What the exercise asks →
The entries below should be written out again exactly as they stand.

(Beginning of Data)

//! Serializable transaction executor.
//!
//! [`serializable_tx`] runs a unit of work inside one transaction and makes
//! exactly one commit-or-rollback decision for it:
//!
//! | step | failure | rollback | returned |
//! |------|---------|----------|----------|
//! | begin | driver error | no | `Error::wrap` of the cause |
//! | set isolation | query error | yes | the isolation error |
//! | unit of work | its error | yes | the work's error, unchanged |
//! | commit | driver error | yes | `Error::wrap_db` of the cause |
//!
//! A failed rollback is never returned. It is logged as an operator alert and
//! counted in [`TxCounters::rollback_failures`], because a leaked transaction
//! may still hold locks.
//!
//! Nothing is retried. Callers that want to retry serialization conflicts can
//! check [`is_serialization_failure`](super::is_serialization_failure).

use std::future::Future;
use std::sync::atomic::{AtomicU64, Ordering};

use async_trait::async_trait;
use groundwork_core::{BoxError, Error};
use groundwork_observability::Logger;

use crate::scope::Scope;

/// Backend operations the executor drives.
#[async_trait]
pub trait Transactional: Send + Sync {
    /// What the unit of work receives: a DAO bound to the open transaction.
    type Handle: Clone + Send + Sync + 'static;

    async fn begin(&self, scope: &Scope) -> Result<Self::Handle, BoxError>;

    /// Raise the transaction to serializable isolation.
    async fn set_serializable(&self, handle: &Self::Handle) -> Result<(), Error>;

    async fn commit(&self, handle: &Self::Handle) -> Result<(), BoxError>;

    async fn rollback(&self, handle: &Self::Handle) -> Result<(), BoxError>;

    fn counters(&self) -> &TxCounters;

    /// Logger of the transaction handle, used for cleanup failures.
    fn handle_logger(&self, handle: &Self::Handle) -> Logger;
}

/// Process-lifetime transaction outcome counters.
#[derive(Debug, Default)]
pub struct TxCounters {
    begun: AtomicU64,
    committed: AtomicU64,
    rolled_back: AtomicU64,
    rollback_failures: AtomicU64,
}

/// Point-in-time copy of [`TxCounters`].
#[derive(Debug, Clone, Copy, Default, PartialEq, Eq)]
pub struct TxStats {
    pub begun: u64,
    pub committed: u64,
    pub rolled_back: u64,
    pub rollback_failures: u64,
}

impl TxCounters {
    pub fn snapshot(&self) -> TxStats {
        TxStats {
            begun: self.begun.load(Ordering::Relaxed),
            committed: self.committed.load(Ordering::Relaxed),
            rolled_back: self.rolled_back.load(Ordering::Relaxed),
            rollback_failures: self.rollback_failures.load(Ordering::Relaxed),
        }
    }

    /// Rollbacks that failed and may have leaked a transaction.
    pub fn rollback_failures(&self) -> u64 {
        self.rollback_failures.load(Ordering::Relaxed)
    }
}

/// Run `work` in a serializable transaction on `backend`.
pub async fn serializable_tx<B, T, F, Fut>(backend: &B, scope: &Scope, work: F) -> Result<T, Error>
where
    B: Transactional + ?Sized,
    F: FnOnce(B::Handle) -> Fut,
    Fut: Future<Output = Result<T, Error>>,
{
    let handle = match backend.begin(scope).await {
        Ok(handle) => handle,
        Err(cause) => return Err(Error::wrap(cause, "Error beginning transaction")),
    };
    let counters = backend.counters();
    counters.begun.fetch_add(1, Ordering::Relaxed);

    if let Err(err) = backend.set_serializable(&handle).await {
        let alert = "Failed to rollback transaction after setting isolation failed";
        rollback(backend, &handle, alert).await;
        return Err(err);
    }

    match work(handle.clone()).await {
        Ok(value) => match backend.commit(&handle).await {
            Ok(()) => {
                counters.committed.fetch_add(1, Ordering::Relaxed);
                Ok(value)
            }
            Err(cause) => {
                let err = Error::wrap_db(cause, "failed to commit transaction");
                let alert = "Failed to rollback transaction after failing to commit";
                rollback(backend, &handle, alert).await;
                Err(err)
            }
        },
        Err(err) => {
            let alert = "Failed to rollback transaction that returned an error";
            rollback(backend, &handle, alert).await;
            Err(err)
        }
    }
}

async fn rollback<B>(backend: &B, handle: &B::Handle, alert: &str)
where
    B: Transactional + ?Sized,
{
    let counters = backend.counters();
    match backend.rollback(handle).await {
        Ok(()) => {
            counters.rolled_back.fetch_add(1, Ordering::Relaxed);
        }
        Err(cause) => {
            counters.rollback_failures.fetch_add(1, Ordering::Relaxed);
            let err = Error::wrap_db(cause, "failed to rollback transaction");
            backend.handle_logger(handle).alert(&err, alert);
        }
    }
}
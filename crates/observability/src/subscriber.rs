//! Process subscriber initialization.

use tracing_subscriber::EnvFilter;

use crate::config::ObservabilityConfig;

/// Install the global subscriber described by `config`.
///
/// Safe to call multiple times (subsequent calls are no-ops).
pub fn init(config: &ObservabilityConfig) {
    let filter = EnvFilter::try_new(&config.filter).unwrap_or_else(|_| EnvFilter::new("info"));

    let builder = tracing_subscriber::fmt()
        .with_env_filter(filter)
        .with_timer(tracing_subscriber::fmt::time::SystemTime)
        .with_target(false);

    let _ = if config.json {
        builder.json().try_init()
    } else {
        builder.pretty().try_init()
    };
}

(End of Data)

Reply to the exercise →
//! Serializable transaction executor.
//!
//! [`serializable_tx`] runs a unit of work inside one transaction and makes
//! exactly one commit-or-rollback decision for it:
//!
//! | step | failure | rollback | returned |
//! |------|---------|----------|----------|
//! | begin | driver error | no | `Error::wrap` of the cause |
//! | set isolation | query error | yes | the isolation error |
//! | unit of work | its error | yes | the work's error, unchanged |
//! | commit | driver error | yes | `Error::wrap_db` of the cause |
//!
//! A failed rollback is never returned. It is logged as an operator alert and
//! counted in [`TxCounters::rollback_failures`], because a leaked transaction
//! may still hold locks.
//!
//! Nothing is retried. Callers that want to retry serialization conflicts can
//! check [`is_serialization_failure`](super::is_serialization_failure).

use std::future::Future;
use std::sync::atomic::{AtomicU64, Ordering};

use async_trait::async_trait;
use groundwork_core::{BoxError, Error};
use groundwork_observability::Logger;

use crate::scope::Scope;

/// Backend operations the executor drives.
#[async_trait]
pub trait Transactional: Send + Sync {
    /// What the unit of work receives: a DAO bound to the open transaction.
    type Handle: Clone + Send + Sync + 'static;

    async fn begin(&self, scope: &Scope) -> Result<Self::Handle, BoxError>;

    /// Raise the transaction to serializable isolation.
    async fn set_serializable(&self, handle: &Self::Handle) -> Result<(), Error>;

    async fn commit(&self, handle: &Self::Handle) -> Result<(), BoxError>;

    async fn rollback(&self, handle: &Self::Handle) -> Result<(), BoxError>;

    fn counters(&self) -> &TxCounters;

    /// Logger of the transaction handle, used for cleanup failures.
    fn handle_logger(&self, handle: &Self::Handle) -> Logger;
}

/// Process-lifetime transaction outcome counters.
#[derive(Debug, Default)]
pub struct TxCounters {
    begun: AtomicU64,
    committed: AtomicU64,
    rolled_back: AtomicU64,
    rollback_failures: AtomicU64,
}

/// Point-in-time copy of [`TxCounters`].
#[derive(Debug, Clone, Copy, Default, PartialEq, Eq)]
pub struct TxStats {
    pub begun: u64,
    pub committed: u64,
    pub rolled_back: u64,
    pub rollback_failures: u64,
}

impl TxCounters {
    pub fn snapshot(&self) -> TxStats {
        TxStats {
            begun: self.begun.load(Ordering::Relaxed),
            committed: self.committed.load(Ordering::Relaxed),
            rolled_back: self.rolled_back.load(Ordering::Relaxed),
            rollback_failures: self.rollback_failures.load(Ordering::Relaxed),
        }
    }

    /// Rollbacks that failed and may have leaked a transaction.
    pub fn rollback_failures(&self) -> u64 {
        self.rollback_failures.load(Ordering::Relaxed)
    }
}

/// Run `work` in a serializable transaction on `backend`.
pub async fn serializable_tx<B, T, F, Fut>(backend: &B, scope: &Scope, work: F) -> Result<T, Error>
where
    B: Transactional + ?Sized,
    F: FnOnce(B::Handle) -> Fut,
    Fut: Future<Output = Result<T, Error>>,
{
    let handle = match backend.begin(scope).await {
        Ok(handle) => handle,
        Err(cause) => return Err(Error::wrap(cause, "Error beginning transaction")),
    };
    let counters = backend.counters();
    counters.begun.fetch_add(1, Ordering::Relaxed);

    if let Err(err) = backend.set_serializable(&handle).await {
        let alert = "Failed to rollback transaction after setting isolation failed";
        rollback(backend, &handle, alert).await;
        return Err(err);
    }

    match work(handle.clone()).await {
        Ok(value) => match backend.commit(&handle).await {
            Ok(()) => {
                counters.committed.fetch_add(1, Ordering::Relaxed);
                Ok(value)
            }
            Err(cause) => {
                let err = Error::wrap_db(cause, "failed to commit transaction");
                let alert = "Failed to rollback transaction after failing to commit";
                rollback(backend, &handle, alert).await;
                Err(err)
            }
        },
        Err(err) => {
            let alert = "Failed to rollback transaction that returned an error";
            rollback(backend, &handle, alert).await;
            Err(err)
        }
    }
}

async fn rollback<B>(backend: &B, handle: &B::Handle, alert: &str)
where
    B: Transactional + ?Sized,
{
    let counters = backend.counters();
    match backend.rollback(handle).await {
        Ok(()) => {
            counters.rolled_back.fetch_add(1, Ordering::Relaxed);
        }
        Err(cause) => {
            counters.rollback_failures.fetch_add(1, Ordering::Relaxed);
            let err = Error::wrap_db(cause, "failed to rollback transaction");
            backend.handle_logger(handle).alert(&err, alert);
        }
    }
}
filename crates/observability/src/subscriber.rs
//! Process subscriber initialization.

use tracing_subscriber::EnvFilter;

use crate::config::ObservabilityConfig;

/// Install the global subscriber described by `config`.
///
/// Safe to call multiple times (subsequent calls are no-ops).
pub fn init(config: &ObservabilityConfig) {
    let filter = EnvFilter::try_new(&config.filter).unwrap_or_else(|_| EnvFilter::new("info"));

    let builder = tracing_subscriber::fmt()
        .with_env_filter(filter)
        .with_timer(tracing_subscriber::fmt::time::SystemTime)
        .with_target(false);

    let _ = if config.json {
        builder.json().try_init()
    } else {
        builder.pretty().try_init()
    };
}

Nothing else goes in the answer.